The upfront capital investment in space-related businesses is high, Jurvetson adds, but the amount of room to run is virtually unparalleled in any other industry. “Compared to other industries, I have never seen such an enormous margin for improvement. There’s this canonical thing about a startup needing to pitch a 10X improvement to be a worthwhile investment. You rarely see an entrepreneur pitch a 100X improvement. But in space we’ve seen 1,000X, and really we’ve seen 10,000X.”
That growth is a testament to the huge amount of technical talent flowing into the newspace industry, and a sign of how imperfect the incumbents are, Jurvetson says. Those two ingredients make for a market in which nimble startups have a lot of space to move in and grab market share.
Over the past decade, roughly $2.5 billion has been invested in small satellites, NewSpace Global’s Rocket says; nearly half of that amount has come into play in the last 12 months. In January, Google and Fidelity announced a $1 billion investment in SpaceX to help the company build out its own constellation of Internet-beaming satellites. That same month, newcomer OneWeb announced that it would likewise put in orbit a constellation of 648 smallsats capable of supplying Internet to points on the ground below (the estimated $2 billion project, set to begin launching in 2018, is not accounted for in NewSpace’s $2.5 billion number cited above).

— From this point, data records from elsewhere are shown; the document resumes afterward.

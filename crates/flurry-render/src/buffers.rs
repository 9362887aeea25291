//! Triple-buffered particle storage shared by the simulate and draw passes

use flurry_core::{Particle, MAX_PARTICLES};

/// Number of particle buffers in the ring.
pub const FRAMES_IN_FLIGHT: usize = 3;

/// Ring position tracking which buffer each pass touches this frame.
///
/// Frame N simulates from slot `source()` into slot `destination()` and
/// draws `destination()`; `advance()` then rotates so the next tick
/// consumes what this one produced.
#[derive(Clone, Copy, Debug, Default)]
pub struct RingCursor {
    current: usize,
}

impl RingCursor {
    pub fn source(&self) -> usize {
        self.current
    }

    pub fn destination(&self) -> usize {
        (self.current + 1) % FRAMES_IN_FLIGHT
    }

    pub fn advance(&mut self) {
        self.current = (self.current + 1) % FRAMES_IN_FLIGHT;
    }
}

/// The particle buffer ring.
pub struct ParticleBuffers {
    slots: Vec<wgpu::Buffer>,
    cursor: RingCursor,
}

impl ParticleBuffers {
    pub fn new(device: &wgpu::Device) -> Self {
        let size = Particle::STRIDE as u64 * MAX_PARTICLES as u64;
        let slots = (0..FRAMES_IN_FLIGHT)
            .map(|i| {
                device.create_buffer(&wgpu::BufferDescriptor {
                    label: Some(&format!("Particle Buffer {}", i + 1)),
                    size,
                    usage: wgpu::BufferUsages::STORAGE
                        | wgpu::BufferUsages::VERTEX
                        | wgpu::BufferUsages::COPY_DST,
                    mapped_at_creation: false,
                })
            })
            .collect();

        Self {
            slots,
            cursor: RingCursor::default(),
        }
    }

    /// Upload a fresh batch into the slot the next simulate pass reads.
    pub fn seed(&self, queue: &wgpu::Queue, particles: &[Particle]) {
        queue.write_buffer(
            &self.slots[self.cursor.source()],
            0,
            bytemuck::cast_slice(particles),
        );
    }

    pub fn slot(&self, index: usize) -> &wgpu::Buffer {
        &self.slots[index]
    }

    pub fn cursor(&self) -> RingCursor {
        self.cursor
    }

    pub fn advance(&mut self) {
        self.cursor.advance();
    }
}

#[cfg(test)]
mod tests {
    use super::*;

    #[test]
    fn cursor_follows_the_triple_buffer_schedule() {
        let mut cursor = RingCursor::default();
        let mut schedule = Vec::new();
        for _ in 0..5 {
            schedule.push((cursor.source(), cursor.destination()));
            cursor.advance();
        }
        assert_eq!(schedule, [(0, 1), (1, 2), (2, 0), (0, 1), (1, 2)]);
    }

    #[test]
    fn next_frame_consumes_what_this_one_produced() {
        let mut cursor = RingCursor::default();
        for _ in 0..FRAMES_IN_FLIGHT {
            let produced = cursor.destination();
            cursor.advance();
            assert_eq!(cursor.source(), produced);
        }
    }
}
use glam::Vec2;

/// Render target extent in pixels. Both the simulation and render
/// shaders receive this; particle positions are expressed relative to
/// its center.
#[derive(Clone, Copy, Debug, Default, PartialEq, Eq)]
pub struct Viewport {
    pub width: u32,
    pub height: u32,
}

impl Viewport {
    pub fn new(width: u32, height: u32) -> Self {
        Self { width, height }
    }

    pub fn extent(&self) -> Vec2 {
        Vec2::new(self.width as f32, self.height as f32)
    }

    /// Half extent; positions span [-half.x, half.x] × [-half.y, half.y].
    pub fn half_extent(&self) -> Vec2 {
        self.extent() * 0.5
    }
}
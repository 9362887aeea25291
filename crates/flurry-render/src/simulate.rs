//! Compute pass stepping every particle one simulation tick

use flurry_core::Viewport;

use crate::buffers::{ParticleBuffers, FRAMES_IN_FLIGHT};

// Keep in sync with @workgroup_size in simulate.wgsl.
const WORKGROUP_SIZE: u32 = 256;

/// Per-dispatch parameters – must match the WGSL SimParams struct (16 bytes)
#[repr(C)]
#[derive(Copy, Clone, Debug, bytemuck::Pod, bytemuck::Zeroable)]
struct SimParams {
    extent: [f32; 2],
    count: u32,
    _pad: u32,
}

/// Simulation compute pipeline.
///
/// Tick N+1 reads tick N's output, so at most one simulate dispatch is
/// ever in flight; encoding simulate and draw into the same command
/// buffer preserves that ordering without extra synchronization.
pub struct SimulatePipeline {
    pipeline: wgpu::ComputePipeline,
    params_buffer: wgpu::Buffer,
    /// One bind group per ring rotation: entry `i` reads slot `i` and
    /// writes slot `(i + 1) % FRAMES_IN_FLIGHT`
    bind_groups: Vec<wgpu::BindGroup>,
}

impl SimulatePipeline {
    pub fn new(device: &wgpu::Device, buffers: &ParticleBuffers) -> Self {
        let bind_group_layout =
            device.create_bind_group_layout(&wgpu::BindGroupLayoutDescriptor {
                label: Some("Simulate Bind Group Layout"),
                entries: &[
                    wgpu::BindGroupLayoutEntry {
                        binding: 0,
                        visibility: wgpu::ShaderStages::COMPUTE,
                        ty: wgpu::BindingType::Buffer {
                            ty: wgpu::BufferBindingType::Storage { read_only: true },
                            has_dynamic_offset: false,
                            min_binding_size: None,
                        },
                        count: None,
                    },
                    wgpu::BindGroupLayoutEntry {
                        binding: 1,
                        visibility: wgpu::ShaderStages::COMPUTE,
                        ty: wgpu::BindingType::Buffer {
                            ty: wgpu::BufferBindingType::Storage { read_only: false },
                            has_dynamic_offset: false,
                            min_binding_size: None,
                        },
                        count: None,
                    },
                    wgpu::BindGroupLayoutEntry {
                        binding: 2,
                        visibility: wgpu::ShaderStages::COMPUTE,
                        ty: wgpu::BindingType::Buffer {
                            ty: wgpu::BufferBindingType::Uniform,
                            has_dynamic_offset: false,
                            min_binding_size: None,
                        },
                        count: None,
                    },
                ],
            });

        let shader = device.create_shader_module(wgpu::ShaderModuleDescriptor {
            label: Some("Simulate Shader"),
            source: wgpu::ShaderSource::Wgsl(include_str!("shaders/simulate.wgsl").into()),
        });

        let layout = device.create_pipeline_layout(&wgpu::PipelineLayoutDescriptor {
            label: Some("Simulate Pipeline Layout"),
            bind_group_layouts: &[&bind_group_layout],
            push_constant_ranges: &[],
        });

        let pipeline = device.create_compute_pipeline(&wgpu::ComputePipelineDescriptor {
            label: Some("Simulate Pipeline"),
            layout: Some(&layout),
            module: &shader,
            entry_point: "simulate",
            compilation_options: wgpu::PipelineCompilationOptions::default(),
            cache: None,
        });

        let params_buffer = device.create_buffer(&wgpu::BufferDescriptor {
            label: Some("Simulate Params Buffer"),
            size: std::mem::size_of::<SimParams>() as u64,
            usage: wgpu::BufferUsages::UNIFORM | wgpu::BufferUsages::COPY_DST,
            mapped_at_creation: false,
        });

        let bind_groups = (0..FRAMES_IN_FLIGHT)
            .map(|i| {
                device.create_bind_group(&wgpu::BindGroupDescriptor {
                    label: Some(&format!("Simulate Bind Group {}", i + 1)),
                    layout: &bind_group_layout,
                    entries: &[
                        wgpu::BindGroupEntry {
                            binding: 0,
                            resource: buffers.slot(i).as_entire_binding(),
                        },
                        wgpu::BindGroupEntry {
                            binding: 1,
                            resource: buffers
                                .slot((i + 1) % FRAMES_IN_FLIGHT)
                                .as_entire_binding(),
                        },
                        wgpu::BindGroupEntry {
                            binding: 2,
                            resource: params_buffer.as_entire_binding(),
                        },
                    ],
                })
            })
            .collect();

        Self {
            pipeline,
            params_buffer,
            bind_groups,
        }
    }

    pub fn update_params(&self, queue: &wgpu::Queue, viewport: Viewport, count: u32) {
        let params = SimParams {
            extent: viewport.extent().to_array(),
            count,
            _pad: 0,
        };
        queue.write_buffer(&self.params_buffer, 0, bytemuck::bytes_of(&params));
    }

    /// Encode one tick: read ring slot `source`, write its successor.
    pub fn encode(&self, encoder: &mut wgpu::CommandEncoder, source: usize, count: u32) {
        let mut pass = encoder.begin_compute_pass(&wgpu::ComputePassDescriptor {
            label: Some("Simulate Pass"),
            timestamp_writes: None,
        });
        pass.set_pipeline(&self.pipeline);
        pass.set_bind_group(0, &self.bind_groups[source], &[]);
        pass.dispatch_workgroups(count.div_ceil(WORKGROUP_SIZE), 1, 1);
    }
}

#[cfg(test)]
mod tests {
    use super::*;

    #[test]
    fn params_match_the_wgsl_uniform_size() {
        assert_eq!(std::mem::size_of::<SimParams>(), 16);
    }

    #[test]
    fn dispatch_covers_every_particle() {
        assert_eq!(100u32.div_ceil(WORKGROUP_SIZE), 1);
        assert_eq!(256u32.div_ceil(WORKGROUP_SIZE), 1);
        assert_eq!(257u32.div_ceil(WORKGROUP_SIZE), 2);
        assert_eq!(100_000u32.div_ceil(WORKGROUP_SIZE), 391);
    }
}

On the startup side, companies like Spire and BlackSky Global have in the past year gathered tens of millions in venture cash from the likes of Bessemer Venture Partners, Lemnos Labs, RRE Ventures, and Vulcan Capital—investments that would’ve been hard to come by just a few years ago. BlackSky promises an earth imaging constellation that will deliver imagery more frequently than existing services do at a lower price point, Spaceflight Industries CEO Jason Andrews says. Spire will offer a range of data services, most notably real-time maritime tracking of ships anywhere in the world and relevant weather data.
These investors are banking on the idea that in just a few years data from smallsats will begin impacting business models around the world. It’s a fact not lost on corporate investors either. Many see real-time imaging data as well as better weather and asset tracking as potential competitive edges they can’t afford to ignore, Rocket says. Investment in smallsat technologies and companies is also coming from global corporations like Airbus
, Harris Co.
, and—of course—Google. For these companies, it’s not just about investing in the next big thing, but investing in keeping their existing revenue streams competitive.
“Almost regardless of business model, those Fortune 500s today who ignore what smallsats are doing … (i.e. earth imaging, providing communications or Internet services) they’re going to be on the wrong end of financial evolution in the next decade,” Rocket says. “The number of Fortune 500s that are putting money into small satellites—it’s not an alarming rate, it’s not irrational exuberance, but it’s an increasing rate that we expect to continue.”
The greatest potential land mine threatening the smallsat boom in the near term has little to do with the smallsat industry itself and much to do with how those satellites get to orbit, Rocket says. The June 28 launch failure of a SpaceX Falcon 9 rocket—one which was carrying 8 Planet Labs imaging satellites—reminded the industry that space is still a risky business. If the launch industry can’t begin launching more frequently and more reliably than it is now, there could be a bottleneck that would trap some of these smallsat assets on the ground.
“In the next couple of years we predict that billions will continue to be invested in smallsats,” Rocket says. “But if we do not see launches happening at a much higher rate than it is now—and more of these launch vehicles coming online and becoming operational—we’ll see a stalling. Investors won’t get the returns they want, and investment will slow down.”